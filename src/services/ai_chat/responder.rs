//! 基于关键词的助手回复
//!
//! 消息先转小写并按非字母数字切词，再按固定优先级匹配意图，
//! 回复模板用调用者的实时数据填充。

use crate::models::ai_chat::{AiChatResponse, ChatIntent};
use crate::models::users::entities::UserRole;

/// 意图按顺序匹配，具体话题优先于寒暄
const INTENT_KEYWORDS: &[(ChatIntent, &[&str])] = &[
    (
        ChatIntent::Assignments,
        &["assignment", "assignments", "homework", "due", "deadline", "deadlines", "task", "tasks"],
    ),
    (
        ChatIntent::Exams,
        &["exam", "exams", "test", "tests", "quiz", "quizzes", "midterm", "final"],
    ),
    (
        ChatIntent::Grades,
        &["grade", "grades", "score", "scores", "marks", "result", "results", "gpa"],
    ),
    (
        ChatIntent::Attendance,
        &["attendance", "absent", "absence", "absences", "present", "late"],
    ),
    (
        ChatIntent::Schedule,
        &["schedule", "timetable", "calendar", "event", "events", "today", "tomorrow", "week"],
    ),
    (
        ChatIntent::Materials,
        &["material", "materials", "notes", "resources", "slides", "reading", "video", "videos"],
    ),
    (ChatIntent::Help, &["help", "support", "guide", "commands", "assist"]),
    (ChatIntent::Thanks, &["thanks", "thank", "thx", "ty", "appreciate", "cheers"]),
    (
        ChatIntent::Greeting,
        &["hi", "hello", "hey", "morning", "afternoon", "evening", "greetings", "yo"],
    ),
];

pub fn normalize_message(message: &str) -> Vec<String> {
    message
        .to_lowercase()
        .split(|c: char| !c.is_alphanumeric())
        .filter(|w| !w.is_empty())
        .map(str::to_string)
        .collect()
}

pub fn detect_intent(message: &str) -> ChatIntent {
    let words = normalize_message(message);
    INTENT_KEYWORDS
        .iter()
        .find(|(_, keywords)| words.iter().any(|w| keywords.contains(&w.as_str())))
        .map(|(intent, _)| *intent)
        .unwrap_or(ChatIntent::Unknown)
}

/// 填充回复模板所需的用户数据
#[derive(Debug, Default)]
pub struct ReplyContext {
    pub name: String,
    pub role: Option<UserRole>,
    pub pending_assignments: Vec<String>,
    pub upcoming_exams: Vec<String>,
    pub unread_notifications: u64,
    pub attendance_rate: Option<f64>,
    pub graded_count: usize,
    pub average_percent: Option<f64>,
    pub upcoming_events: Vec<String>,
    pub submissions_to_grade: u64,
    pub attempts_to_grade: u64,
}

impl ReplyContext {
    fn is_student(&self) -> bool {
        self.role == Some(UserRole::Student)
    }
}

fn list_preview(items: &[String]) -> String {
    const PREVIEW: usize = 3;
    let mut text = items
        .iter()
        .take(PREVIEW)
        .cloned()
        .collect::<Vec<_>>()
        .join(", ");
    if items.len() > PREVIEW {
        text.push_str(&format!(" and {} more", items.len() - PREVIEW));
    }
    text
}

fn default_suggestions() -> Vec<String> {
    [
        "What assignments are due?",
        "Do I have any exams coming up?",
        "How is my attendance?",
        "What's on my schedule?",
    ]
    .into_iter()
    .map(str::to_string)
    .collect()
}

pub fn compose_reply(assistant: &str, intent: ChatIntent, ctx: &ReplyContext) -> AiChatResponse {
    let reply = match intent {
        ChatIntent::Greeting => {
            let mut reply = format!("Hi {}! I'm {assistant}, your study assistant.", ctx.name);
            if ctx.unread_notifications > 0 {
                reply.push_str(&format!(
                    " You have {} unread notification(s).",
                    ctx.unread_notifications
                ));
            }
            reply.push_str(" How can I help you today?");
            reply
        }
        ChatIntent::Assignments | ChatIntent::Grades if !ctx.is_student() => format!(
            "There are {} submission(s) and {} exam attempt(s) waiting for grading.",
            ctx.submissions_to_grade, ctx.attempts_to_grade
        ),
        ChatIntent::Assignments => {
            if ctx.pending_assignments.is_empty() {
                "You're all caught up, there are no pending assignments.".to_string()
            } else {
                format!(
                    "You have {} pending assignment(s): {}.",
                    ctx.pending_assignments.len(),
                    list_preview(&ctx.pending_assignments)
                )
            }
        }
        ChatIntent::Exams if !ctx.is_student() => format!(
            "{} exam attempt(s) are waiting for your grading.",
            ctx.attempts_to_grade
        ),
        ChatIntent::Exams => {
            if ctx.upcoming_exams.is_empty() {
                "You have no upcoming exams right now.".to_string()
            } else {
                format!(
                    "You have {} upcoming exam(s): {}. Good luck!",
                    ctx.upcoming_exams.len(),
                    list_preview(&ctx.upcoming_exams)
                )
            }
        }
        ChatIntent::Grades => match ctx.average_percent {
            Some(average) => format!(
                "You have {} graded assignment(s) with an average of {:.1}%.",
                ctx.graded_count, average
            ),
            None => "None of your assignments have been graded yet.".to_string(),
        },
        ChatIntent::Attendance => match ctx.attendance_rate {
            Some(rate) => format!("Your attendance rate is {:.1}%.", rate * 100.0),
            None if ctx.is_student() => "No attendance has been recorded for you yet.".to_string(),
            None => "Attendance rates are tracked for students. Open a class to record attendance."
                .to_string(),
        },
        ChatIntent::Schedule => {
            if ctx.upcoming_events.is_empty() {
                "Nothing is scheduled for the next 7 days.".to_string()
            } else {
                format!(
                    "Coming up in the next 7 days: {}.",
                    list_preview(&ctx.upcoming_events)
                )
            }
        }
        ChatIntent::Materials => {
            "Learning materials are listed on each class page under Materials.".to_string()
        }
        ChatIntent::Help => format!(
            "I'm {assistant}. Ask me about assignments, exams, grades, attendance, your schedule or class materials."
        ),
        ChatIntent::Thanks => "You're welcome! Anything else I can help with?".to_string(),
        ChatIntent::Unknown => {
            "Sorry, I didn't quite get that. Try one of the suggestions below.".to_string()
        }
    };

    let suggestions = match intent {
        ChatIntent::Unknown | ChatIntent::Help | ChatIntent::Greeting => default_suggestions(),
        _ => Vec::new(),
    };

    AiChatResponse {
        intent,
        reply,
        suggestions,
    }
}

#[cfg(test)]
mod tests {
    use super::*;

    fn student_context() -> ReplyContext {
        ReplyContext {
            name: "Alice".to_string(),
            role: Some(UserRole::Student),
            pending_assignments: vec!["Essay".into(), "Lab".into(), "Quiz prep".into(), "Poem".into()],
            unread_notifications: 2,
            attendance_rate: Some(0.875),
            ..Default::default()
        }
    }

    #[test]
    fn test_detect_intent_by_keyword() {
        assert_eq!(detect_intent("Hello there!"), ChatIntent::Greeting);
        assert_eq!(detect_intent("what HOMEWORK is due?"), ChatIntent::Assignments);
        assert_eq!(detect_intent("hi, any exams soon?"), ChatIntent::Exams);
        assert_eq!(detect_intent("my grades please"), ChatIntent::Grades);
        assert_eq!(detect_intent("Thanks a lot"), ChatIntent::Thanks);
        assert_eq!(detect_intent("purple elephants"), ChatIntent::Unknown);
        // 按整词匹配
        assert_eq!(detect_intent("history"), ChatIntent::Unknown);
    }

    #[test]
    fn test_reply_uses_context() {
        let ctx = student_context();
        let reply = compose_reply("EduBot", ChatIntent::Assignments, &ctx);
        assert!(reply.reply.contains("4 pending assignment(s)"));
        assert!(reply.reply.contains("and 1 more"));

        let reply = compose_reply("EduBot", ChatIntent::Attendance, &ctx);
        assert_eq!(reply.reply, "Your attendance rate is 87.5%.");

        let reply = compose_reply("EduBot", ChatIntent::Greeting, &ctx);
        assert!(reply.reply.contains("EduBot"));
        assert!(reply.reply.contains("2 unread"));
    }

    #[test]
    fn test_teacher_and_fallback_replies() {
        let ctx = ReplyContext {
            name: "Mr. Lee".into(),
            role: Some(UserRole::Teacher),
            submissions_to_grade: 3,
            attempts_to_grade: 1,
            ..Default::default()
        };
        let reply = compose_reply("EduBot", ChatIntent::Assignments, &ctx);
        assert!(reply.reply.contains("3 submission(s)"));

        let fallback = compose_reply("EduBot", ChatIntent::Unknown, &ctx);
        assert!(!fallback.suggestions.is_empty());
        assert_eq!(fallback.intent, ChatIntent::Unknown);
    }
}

● ● ● ● ● ● ●

__Instructions for the task__: Show the lines of the entries that include the string "ReplyContext", copying each in full.

__Exercise answer__:
pub struct ReplyContext {
impl ReplyContext {
pub fn compose_reply(assistant: &str, intent: ChatIntent, ctx: &ReplyContext) -> AiChatResponse {
    fn student_context() -> ReplyContext {
        ReplyContext {
        let ctx = ReplyContext {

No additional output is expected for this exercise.